### DATASET EXCERPTS

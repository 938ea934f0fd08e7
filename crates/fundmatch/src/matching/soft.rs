use tracing::debug;

use super::domain::{ScoredMatch, SoftAction, SoftPreference};

const BOOST_FACTOR: f64 = 1.4;
/// Boosted matches stop short of a perfect score.
const BOOST_CAP: f64 = 99.0;
const SIMILARITY_THRESHOLD: f64 = 0.75;
const NAME_NOISE: [&str; 6] = ["bank", "belgium", "belgie", "belgique", "nv", "sa"];

/// Lowercases a provider name and strips common suffix and country words.
pub fn normalize_bank_name(name: &str) -> String {
    name.to_lowercase()
        .split(|c: char| c.is_whitespace() || c == '.' || c == ',')
        .filter(|word| !word.is_empty() && !NAME_NOISE.contains(word))
        .collect::<Vec<_>>()
        .join(" ")
}

/// Fuzzy provider match used by the soft preferences. A target also matches
/// when it equals a whole-word run of the provider name.
pub fn bank_matches(provider: &str, target: &str) -> bool {
    let provider = normalize_bank_name(provider);
    let target = normalize_bank_name(target);
    if provider.is_empty() || target.is_empty() {
        return false;
    }

    contains_words(&provider, &target)
        || strsim::normalized_levenshtein(&provider, &target) >= SIMILARITY_THRESHOLD
}

fn contains_words(name: &str, words: &str) -> bool {
    format!(" {name} ").contains(&format!(" {words} "))
}

/// Applies soft preferences in order and re-sorts by percentage.
pub fn apply_soft_preferences(
    mut matches: Vec<ScoredMatch>,
    preferences: &[SoftPreference],
) -> Vec<ScoredMatch> {
    for preference in preferences {
        let banks: Vec<&str> = preference
            .banks
            .iter()
            .map(|bank| bank.trim())
            .filter(|bank| !bank.is_empty())
            .collect();
        if banks.is_empty() {
            continue;
        }

        match preference.action {
            SoftAction::BoostBanks => {
                for entry in matches.iter_mut() {
                    if banks.iter().any(|bank| bank_matches(&entry.provider, bank)) {
                        let boosted = (f64::from(entry.match_percentage) * BOOST_FACTOR)
                            .min(BOOST_CAP)
                            .round();
                        debug!(
                            provider = %entry.provider,
                            from = entry.match_percentage,
                            to = boosted,
                            "applied soft boost"
                        );
                        entry.match_percentage = boosted as u8;
                    }
                }
            }
            SoftAction::ExcludeBanks => {
                let lowered: Vec<String> = banks.iter().map(|bank| bank.to_lowercase()).collect();
                matches.retain(|entry| {
                    let provider = entry.provider.to_lowercase();
                    !lowered.iter().any(|bank| provider.contains(bank.as_str()))
                });
            }
            SoftAction::IncludeBanks => {
                matches.retain(|entry| {
                    banks
                        .iter()
                        .any(|bank| bank_matches(&entry.provider, bank))
                });
            }
        }
    }

    matches.sort_by(|left, right| right.match_percentage.cmp(&left.match_percentage));
    matches
}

######

An accurate, complete transcription of the records above is needed.

▶ EXERCISE OUTPUT:
repository 938ea934f0fd08e7
filename crates/fundmatch/src/matching/soft.rs
use tracing::debug;

use super::domain::{ScoredMatch, SoftAction, SoftPreference};

const BOOST_FACTOR: f64 = 1.4;
/// Boosted matches stop short of a perfect score.
const BOOST_CAP: f64 = 99.0;
const SIMILARITY_THRESHOLD: f64 = 0.75;
const NAME_NOISE: [&str; 6] = ["bank", "belgium", "belgie", "belgique", "nv", "sa"];

/// Lowercases a provider name and strips common suffix and country words.
pub fn normalize_bank_name(name: &str) -> String {
    name.to_lowercase()
        .split(|c: char| c.is_whitespace() || c == '.' || c == ',')
        .filter(|word| !word.is_empty() && !NAME_NOISE.contains(word))
        .collect::<Vec<_>>()
        .join(" ")
}

/// Fuzzy provider match used by the soft preferences. A target also matches
/// when it equals a whole-word run of the provider name.
pub fn bank_matches(provider: &str, target: &str) -> bool {
    let provider = normalize_bank_name(provider);
    let target = normalize_bank_name(target);
    if provider.is_empty() || target.is_empty() {
        return false;
    }

    contains_words(&provider, &target)
        || strsim::normalized_levenshtein(&provider, &target) >= SIMILARITY_THRESHOLD
}

fn contains_words(name: &str, words: &str) -> bool {
    format!(" {name} ").contains(&format!(" {words} "))
}

/// Applies soft preferences in order and re-sorts by percentage.
pub fn apply_soft_preferences(
    mut matches: Vec<ScoredMatch>,
    preferences: &[SoftPreference],
) -> Vec<ScoredMatch> {
    for preference in preferences {
        let banks: Vec<&str> = preference
            .banks
            .iter()
            .map(|bank| bank.trim())
            .filter(|bank| !bank.is_empty())
            .collect();
        if banks.is_empty() {
            continue;
        }

        match preference.action {
            SoftAction::BoostBanks => {
                for entry in matches.iter_mut() {
                    if banks.iter().any(|bank| bank_matches(&entry.provider, bank)) {
                        let boosted = (f64::from(entry.match_percentage) * BOOST_FACTOR)
                            .min(BOOST_CAP)
                            .round();
                        debug!(
                            provider = %entry.provider,
                            from = entry.match_percentage,
                            to = boosted,
                            "applied soft boost"
                        );
                        entry.match_percentage = boosted as u8;
                    }
                }
            }
            SoftAction::ExcludeBanks => {
                let lowered: Vec<String> = banks.iter().map(|bank| bank.to_lowercase()).collect();
                matches.retain(|entry| {
                    let provider = entry.provider.to_lowercase();
                    !lowered.iter().any(|bank| provider.contains(bank.as_str()))
                });
            }
            SoftAction::IncludeBanks => {
                matches.retain(|entry| {
                    banks
                        .iter()
                        .any(|bank| bank_matches(&entry.provider, bank))
                });
            }
        }
    }

    matches.sort_by(|left, right| right.match_percentage.cmp(&left.match_percentage));
    matches
}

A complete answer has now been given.